Grade 4: Permanently discontinue treatment.
3. Hepatotoxicity
Grade 3 or 4: Discontinue treatment and monitor transaminases weekly until they return to Grade 1 or baseline levels. Resume medication at a reduced dose. If hepatotoxicity recurs to Grade 3 or higher, discontinue the medication.
4. Bleeding Events
Grade 3 or 4: Discontinue treatment until they return to baseline levels, Grade 0 or 1.
Serious or life-threatening bleeding events: Discontinue the medication.
5. Concomitant Use with P-glycoprotein (P-gp) and potent CYP4503A inhibitors
(1) Avoid concomitant use with P-gp and potent CYP4503A inhibitors.
(2) If concomitant use cannot be avoided, reduce the dose of this drug (if the current dose is 300 mg or 400 mg daily, reduce to 200 mg daily; if the current dose is 200 mg daily, reduce to 100 mg daily).

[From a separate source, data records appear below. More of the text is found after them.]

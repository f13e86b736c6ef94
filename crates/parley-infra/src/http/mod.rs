//! HttpMessageApi -- concrete [`MessageApi`] over the REST persistence service.
//!
//! Every request carries `Authorization: Bearer <credential>`, read from the
//! credential source at call time. The credential is only exposed while
//! building the header and never logged.
//!
//! Status mapping:
//! - 401/403 -> [`ApiError::Unauthorized`], keeping any `{error}` text
//! - 404 -> [`ApiError::NotFound`] (the conversation check turns it into `Ok(None)`)
//! - other non-2xx -> [`ApiError::Status`] with the `{error}` body text when present

use std::time::Duration;

use reqwest::{Method, RequestBuilder, Response, StatusCode, Url};
use secrecy::ExposeSecret;
use serde::Deserialize;
use serde::de::DeserializeOwned;

use parley_core::api::MessageApi;
use parley_core::credential::{BoxCredentialSource, CredentialSource};
use parley_types::conversation::{Conversation, ParticipantPair};
use parley_types::error::ApiError;
use parley_types::event::ReadReceipt;
use parley_types::id::{ConversationId, MessageId, UserId};
use parley_types::message::{Message, NewMessage};

/// Error body shape used by the persistence service.
#[derive(Debug, Deserialize)]
struct ErrorBody {
    error: String,
}

#[derive(Debug, serde::Serialize)]
struct ContentUpdate<'a> {
    content: &'a str,
}

/// REST client for the persistence service.
pub struct HttpMessageApi {
    client: reqwest::Client,
    base_url: Url,
    credentials: BoxCredentialSource,
}

impl HttpMessageApi {
    /// Create a client for `base_url` (for example `http://localhost:3000`).
    pub fn new(
        base_url: &str,
        credentials: BoxCredentialSource,
        timeout: Duration,
    ) -> Result<Self, ApiError> {
        let base_url = Url::parse(base_url)
            .map_err(|e| ApiError::Network(format!("invalid api url {base_url}: {e}")))?;
        if base_url.cannot_be_a_base() {
            return Err(ApiError::Network(format!("invalid api url {base_url}")));
        }
        let client = reqwest::Client::builder()
            .timeout(timeout)
            .build()
            .map_err(|e| ApiError::Network(format!("failed to create http client: {e}")))?;

        Ok(Self {
            client,
            base_url,
            credentials,
        })
    }

    pub fn base_url(&self) -> &Url {
        &self.base_url
    }

    fn url(&self, segments: &[&str]) -> Url {
        let mut url = self.base_url.clone();
        // cannot_be_a_base was rejected in `new`, so segments are always available.
        if let Ok(mut path) = url.path_segments_mut() {
            path.pop_if_empty().extend(segments);
        }
        url
    }

    /// Attach the bearer credential and send.
    async fn send(
        &self,
        method: Method,
        url: Url,
        build: impl FnOnce(RequestBuilder) -> RequestBuilder,
    ) -> Result<Response, ApiError> {
        let Some(credential) = self.credentials.credential().await else {
            tracing::debug!(%url, "no credential available, request not sent");
            return Err(ApiError::Unauthorized(None));
        };

        let request = build(
            self.client
                .request(method.clone(), url.clone())
                .bearer_auth(credential.expose_secret()),
        );
        drop(credential);

        let response = request.send().await.map_err(|e| {
            tracing::warn!(%method, %url, error = %e, "request failed");
            ApiError::Network(e.to_string())
        })?;

        check_status(response).await
    }

    async fn send_json<T: DeserializeOwned>(
        &self,
        method: Method,
        url: Url,
        build: impl FnOnce(RequestBuilder) -> RequestBuilder,
    ) -> Result<T, ApiError> {
        let response = self.send(method, url, build).await?;
        response
            .json::<T>()
            .await
            .map_err(|e| ApiError::Decode(format!("failed to parse response: {e}")))
    }
}

async fn check_status(response: Response) -> Result<Response, ApiError> {
    let status = response.status();
    if status.is_success() {
        return Ok(response);
    }

    match status {
        StatusCode::UNAUTHORIZED | StatusCode::FORBIDDEN => {
            let body = response.text().await.unwrap_or_default();
            let message = server_error(&body);
            tracing::debug!(status = status.as_u16(), message = ?message, "credential rejected");
            Err(ApiError::Unauthorized(message))
        }
        StatusCode::NOT_FOUND => Err(ApiError::NotFound),
        _ => {
            let body = response.text().await.unwrap_or_default();
            let message = error_message(status, &body);
            tracing::debug!(status = status.as_u16(), %message, "request rejected");
            Err(ApiError::Status {
                status: status.as_u16(),
                message,
            })
        }
    }
}

/// The `{error}` text of a JSON error body.
fn server_error(body: &str) -> Option<String> {
    serde_json::from_str::<ErrorBody>(body)
        .ok()
        .map(|parsed| parsed.error)
        .filter(|error| !error.trim().is_empty())
}

/// The user-facing message for a failed response.
fn error_message(status: StatusCode, body: &str) -> String {
    if let Some(error) = server_error(body) {
        return error;
    }
    let trimmed = body.trim();
    if !trimmed.is_empty() && trimmed.len() <= 200 {
        return trimmed.to_string();
    }
    status
        .canonical_reason()
        .unwrap_or("request failed")
        .to_string()
}

impl MessageApi for HttpMessageApi {
    async fn list_messages(&self, conversation_id: &ConversationId) -> Result<Vec<Message>, ApiError> {
        let url = self.url(&["messages", "conversation", conversation_id.as_str()]);
        self.send_json(Method::GET, url, |r| r).await
    }

    async fn create_message(&self, message: &NewMessage) -> Result<Message, ApiError> {
        let url = self.url(&["messages"]);
        self.send_json(Method::POST, url, |r| r.json(message)).await
    }

    async fn update_message(&self, id: &MessageId, content: &str) -> Result<Message, ApiError> {
        let url = self.url(&["messages", id.as_str()]);
        self.send_json(Method::PUT, url, |r| r.json(&ContentUpdate { content }))
            .await
    }

    async fn delete_message(&self, id: &MessageId) -> Result<(), ApiError> {
        let url = self.url(&["messages", id.as_str()]);
        self.send(Method::DELETE, url, |r| r).await.map(|_| ())
    }

    async fn mark_read(&self, conversation_id: &ConversationId, reader: &UserId) -> Result<(), ApiError> {
        let url = self.url(&["messages", "read"]);
        let body = ReadReceipt {
            conversation_id: conversation_id.clone(),
            user_id: reader.clone(),
        };
        self.send(Method::POST, url, |r| r.json(&body)).await.map(|_| ())
    }

    async fn find_conversation(
        &self,
        sender: &UserId,
        receiver: &UserId,
    ) -> Result<Option<Conversation>, ApiError> {
        let url = self.url(&["messages", "conversation", "check"]);
        let body = ParticipantPair {
            sender_id: sender.clone(),
            receiver_id: receiver.clone(),
        };
        match self
            .send_json::<Conversation>(Method::POST, url, |r| r.json(&body))
            .await
        {
            Ok(conversation) => Ok(Some(conversation)),
            Err(ApiError::NotFound) => Ok(None),
            Err(e) => Err(e),
        }
    }

    async fn create_conversation(
        &self,
        sender: &UserId,
        receiver: &UserId,
    ) -> Result<Conversation, ApiError> {
        let url = self.url(&["messages", "conversation"]);
        let body = ParticipantPair {
            sender_id: sender.clone(),
            receiver_id: receiver.clone(),
        };
        self.send_json(Method::POST, url, |r| r.json(&body)).await
    }
}

impl std::fmt::Debug for HttpMessageApi {
    fn fmt(&self, f: &mut std::fmt::Formatter<'_>) -> std::fmt::Result {
        f.debug_struct("HttpMessageApi")
            .field("base_url", &self.base_url.as_str())
            .field("credentials", &self.credentials)
            .finish()
    }
}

(3) After discontinuing P-gp and a potent CYP4503A inhibitor for 3 to 5 elimination half-lives, resume the dosage of this drug used before starting the combination therapy with P-gp and a potent CYP4503A inhibitor.
6. Concomitant use with potent CYP4503A inducers
(1) Avoid concomitant use with potent CYP4503A inducers.
(2) If concomitant use with potent CYP4503A inducers cannot be avoided, starting on day 7 of concomitant use, increase the starting dose of this drug to twice the current dose.
(3) After discontinuing the CYP4503A inducer for at least 14 days, resume the dosage of this drug used before starting the combination therapy with the CYP4503A inducer.
7. Other adverse reactions
Grade 3 or 4: Discontinue treatment until improvement to Grade 2 or lower, and reduce the dose upon resumption of treatment.
Grade 4 relapse: Permanently discontinue treatment.
Dosage Adjustment for Pralsetinib in Special Populations
1. Dosage Adjustment for Renal Impairment
Mild to moderate renal impairment: Dosage adjustment is not recommended.
Severe renal impairment: No data available.
End-stage renal disease: No data available.
2. Dosage Adjustment for Hepatic Impairment
Mild hepatic impairment: Dosage adjustment is not recommended.
Moderate and severe hepatic impairment: No data available.